UTI Fact or Fiction

When it comes to urinary tract infections (UTIs), sorting out the facts from the fiction is critical in not only getting help now, but also in avoiding future infections.

You Can Get UTIs from Sex

Fact: According to the CDC, while anyone can have a UTI, sexually active women are the highest risk group. It has to do with the proximity of the urethra to the vagina. The Cleveland Clinic recommends urinating immediately prior to and after sex in an effort to reduce the risks and drinking a full glass of water afterwards.

Cranberry Juice Prevents UTIs

Fiction: While cranberries do have an ingredient that helps to prevent bacteria from adhering to the wall of the bladder, Cleveland Clinic maintains that there is not enough of this ingredient in cranberry juice to prevent a UTI. Instead, you should drink at least six to eight glasses of water daily.

Poor Hygiene Causes UTIs

Fiction: The truth is that anyone can get a UTI. It has nothing to do with hygiene. However, The Office on Women’s Health suggests that women clean the outer lips of the vagina and anus daily, wipe from front to back, and avoid the use of feminine hygiene sprays and douches.

Men Can Get UTIs Too

Fact: The Cleveland Clinic reports that while 60 percent of women will have a UTI at some point in their lifetimes, men can also suffer from this condition – though the numbers aren’t nearly as high.

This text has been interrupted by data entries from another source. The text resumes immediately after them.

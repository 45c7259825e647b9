use std::collections::HashSet;

use rust_decimal::Decimal;
use serde::{Deserialize, Serialize};
use uuid::Uuid;

use super::errors::{LineRejection, RejectionReason};
use super::value_objects::{DispatchLine, OrderLine};

// ============================================================================
// Quantity Ledger
// ============================================================================
//
// Per-line record of ordered vs. dispatched quantity for one order.
// `remaining = ordered - dispatched` and 0 <= remaining <= ordered always holds:
// deductions are validated as a whole before any of them is applied.
//
// ============================================================================

#[derive(Debug, Clone, PartialEq, Serialize, Deserialize)]
#[serde(rename_all = "camelCase")]
pub struct LedgerLine {
    pub line: OrderLine,
    pub dispatched_quantity: Decimal,
}

impl LedgerLine {
    pub fn product_id(&self) -> Uuid {
        self.line.product_id
    }

    pub fn ordered_quantity(&self) -> Decimal {
        self.line.ordered_quantity
    }

    pub fn remaining_quantity(&self) -> Decimal {
        self.line.ordered_quantity - self.dispatched_quantity
    }
}

#[derive(Debug, Clone, PartialEq, Default, Serialize, Deserialize)]
pub struct QuantityLedger {
    lines: Vec<LedgerLine>,
}

impl QuantityLedger {
    pub fn new(lines: &[OrderLine]) -> Self {
        Self {
            lines: lines
                .iter()
                .map(|line| LedgerLine {
                    line: line.clone(),
                    dispatched_quantity: Decimal::ZERO,
                })
                .collect(),
        }
    }

    /// Lines in placement order
    pub fn lines(&self) -> &[LedgerLine] {
        &self.lines
    }

    pub fn line(&self, product_id: Uuid) -> Option<&LedgerLine> {
        self.lines.iter().find(|l| l.product_id() == product_id)
    }

    pub fn remaining(&self, product_id: Uuid) -> Option<Decimal> {
        self.line(product_id).map(LedgerLine::remaining_quantity)
    }

    /// Remaining quantity of every line, in placement order
    pub fn remaining_by_line(&self) -> Vec<(Uuid, Decimal)> {
        self.lines
            .iter()
            .map(|l| (l.product_id(), l.remaining_quantity()))
            .collect()
    }

    pub fn total_ordered(&self) -> Decimal {
        self.lines.iter().map(LedgerLine::ordered_quantity).sum()
    }

    pub fn total_dispatched(&self) -> Decimal {
        self.lines.iter().map(|l| l.dispatched_quantity).sum()
    }

    pub fn total_remaining(&self) -> Decimal {
        self.lines.iter().map(LedgerLine::remaining_quantity).sum()
    }

    /// Validate a whole batch against current balances.
    /// Every failing line is reported, not just the first.
    pub fn check_deductions(&self, requests: &[DispatchLine]) -> Result<(), Vec<LineRejection>> {
        let mut rejections = Vec::new();
        let mut seen = HashSet::new();

        for request in requests {
            if !seen.insert(request.product_id) {
                rejections.push(LineRejection::new(request.product_id, RejectionReason::DuplicateLine));
                continue;
            }

            let Some(entry) = self.line(request.product_id) else {
                rejections.push(LineRejection::new(request.product_id, RejectionReason::UnknownLine));
                continue;
            };

            if let Some(unit_type) = request.unit_type {
                if unit_type != entry.line.unit_type {
                    rejections.push(LineRejection::new(
                        request.product_id,
                        RejectionReason::UnitMismatch {
                            expected: entry.line.unit_type,
                            requested: unit_type,
                        },
                    ));
                    continue;
                }
            }

            if request.quantity <= Decimal::ZERO {
                rejections.push(LineRejection::new(
                    request.product_id,
                    RejectionReason::NonPositiveQuantity { requested: request.quantity },
                ));
                continue;
            }

            let remaining = entry.remaining_quantity();
            if request.quantity > remaining {
                rejections.push(LineRejection::new(
                    request.product_id,
                    RejectionReason::ExceedsRemaining {
                        requested: request.quantity,
                        remaining,
                    },
                ));
            }
        }

        if rejections.is_empty() {
            Ok(())
        } else {
            Err(rejections)
        }
    }

    /// Deduct every requested quantity, or none of them
    pub fn apply_deductions(&mut self, requests: &[DispatchLine]) -> Result<(), Vec<LineRejection>> {
        self.check_deductions(requests)?;

        for request in requests {
            if let Some(entry) = self.lines.iter_mut().find(|l| l.product_id() == request.product_id) {
                entry.dispatched_quantity += request.quantity;
            }
        }

        Ok(())
    }

    /// Give back quantities of a dispatch that was rolled back.
    /// Clamped so a line never reports more than was ordered.
    pub fn restore(&mut self, lines: &[(Uuid, Decimal)]) {
        for (product_id, quantity) in lines {
            if let Some(entry) = self.lines.iter_mut().find(|l| l.product_id() == *product_id) {
                entry.dispatched_quantity = (entry.dispatched_quantity - *quantity).max(Decimal::ZERO);
            }
        }
    }
}

#[cfg(test)]
mod tests {
    use super::*;
    use crate::domain::order::value_objects::UnitType;
    use rust_decimal_macros::dec;

    fn order_line(quantity: Decimal) -> OrderLine {
        OrderLine {
            product_id: Uuid::new_v4(),
            ordered_quantity: quantity,
            unit_type: UnitType::Nos,
            rate: dec!(100),
            discount: None,
            cash_rate: None,
        }
    }

    #[test]
    fn test_new_ledger_has_full_remaining() {
        let lines = vec![order_line(dec!(10)), order_line(dec!(2.5))];
        let ledger = QuantityLedger::new(&lines);

        assert_eq!(ledger.remaining(lines[0].product_id), Some(dec!(10)));
        assert_eq!(ledger.remaining(lines[1].product_id), Some(dec!(2.5)));
        assert_eq!(ledger.total_ordered(), dec!(12.5));
        assert_eq!(ledger.total_remaining(), dec!(12.5));
        assert_eq!(ledger.total_dispatched(), Decimal::ZERO);
    }

    #[test]
    fn test_apply_deductions_reduces_exactly() {
        let lines = vec![order_line(dec!(10)), order_line(dec!(5))];
        let mut ledger = QuantityLedger::new(&lines);

        ledger
            .apply_deductions(&[
                DispatchLine::new(lines[0].product_id, dec!(6)),
                DispatchLine::new(lines[1].product_id, dec!(5)),
            ])
            .unwrap();

        assert_eq!(ledger.remaining(lines[0].product_id), Some(dec!(4)));
        assert_eq!(ledger.remaining(lines[1].product_id), Some(dec!(0)));
    }

    #[test]
    fn test_one_bad_line_leaves_every_line_untouched() {
        let lines = vec![order_line(dec!(10)), order_line(dec!(3))];
        let mut ledger = QuantityLedger::new(&lines);
        let before = ledger.clone();

        let result = ledger.apply_deductions(&[
            DispatchLine::new(lines[0].product_id, dec!(2)),
            DispatchLine::new(lines[1].product_id, dec!(4)),
        ]);

        let rejections = result.unwrap_err();
        assert_eq!(rejections.len(), 1);
        assert_eq!(rejections[0].product_id, lines[1].product_id);
        assert_eq!(
            rejections[0].reason,
            RejectionReason::ExceedsRemaining { requested: dec!(4), remaining: dec!(3) }
        );
        assert_eq!(ledger, before);
    }

    #[test]
    fn test_all_failing_lines_are_reported() {
        let lines = vec![order_line(dec!(10))];
        let ledger = QuantityLedger::new(&lines);
        let stranger = Uuid::new_v4();

        let rejections = ledger
            .check_deductions(&[
                DispatchLine::new(lines[0].product_id, dec!(0)),
                DispatchLine::new(stranger, dec!(1)),
                DispatchLine::new(lines[0].product_id, dec!(1)),
            ])
            .unwrap_err();

        assert_eq!(rejections.len(), 3);
        assert_eq!(
            rejections[0].reason,
            RejectionReason::NonPositiveQuantity { requested: dec!(0) }
        );
        assert_eq!(rejections[1], LineRejection::new(stranger, RejectionReason::UnknownLine));
        assert_eq!(rejections[2].reason, RejectionReason::DuplicateLine);
    }

    #[test]
    fn test_unit_mismatch_is_rejected() {
        let lines = vec![order_line(dec!(10))];
        let ledger = QuantityLedger::new(&lines);

        let rejections = ledger
            .check_deductions(&[DispatchLine::new(lines[0].product_id, dec!(1)).with_unit(UnitType::Set)])
            .unwrap_err();

        assert_eq!(
            rejections[0].reason,
            RejectionReason::UnitMismatch { expected: UnitType::Nos, requested: UnitType::Set }
        );
    }

    #[test]
    fn test_negative_quantity_cannot_inflate_remaining() {
        let lines = vec![order_line(dec!(10))];
        let mut ledger = QuantityLedger::new(&lines);

        assert!(ledger
            .apply_deductions(&[DispatchLine::new(lines[0].product_id, dec!(-3))])
            .is_err());
        assert_eq!(ledger.remaining(lines[0].product_id), Some(dec!(10)));
    }

    #[test]
    fn test_restore_returns_quantities() {
        let lines = vec![order_line(dec!(10))];
        let mut ledger = QuantityLedger::new(&lines);
        let product_id = lines[0].product_id;

        ledger.apply_deductions(&[DispatchLine::new(product_id, dec!(7))]).unwrap();
        ledger.restore(&[(product_id, dec!(7))]);
        assert_eq!(ledger.remaining(product_id), Some(dec!(10)));

        ledger.restore(&[(product_id, dec!(1))]);
        assert_eq!(ledger.remaining(product_id), Some(dec!(10)));
    }
}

Wear Cotton Underwear to Prevent UTIs

Fact: Cotton is a breathable fabric that will allow moisture, which often contains bacteria, to escape. If you can’t stand the thought of cotton underwear, at least consider wearing panties that have a cotton crotch. Also, avoid wearing tight pants to avoid trapping moisture.

There’s Nothing You Can Really Do to Treat UTIs

Fiction: Doctors can prescribe antibiotics to treat urinary tract infections quickly and effectively – most people find relief in as little as one to two days after treatment. Women who are pregnant should especially seek treatment quickly if a UTI is suspected, according to The Office on Women’s Health, as UTIs can result in high blood pressure or preterm birth.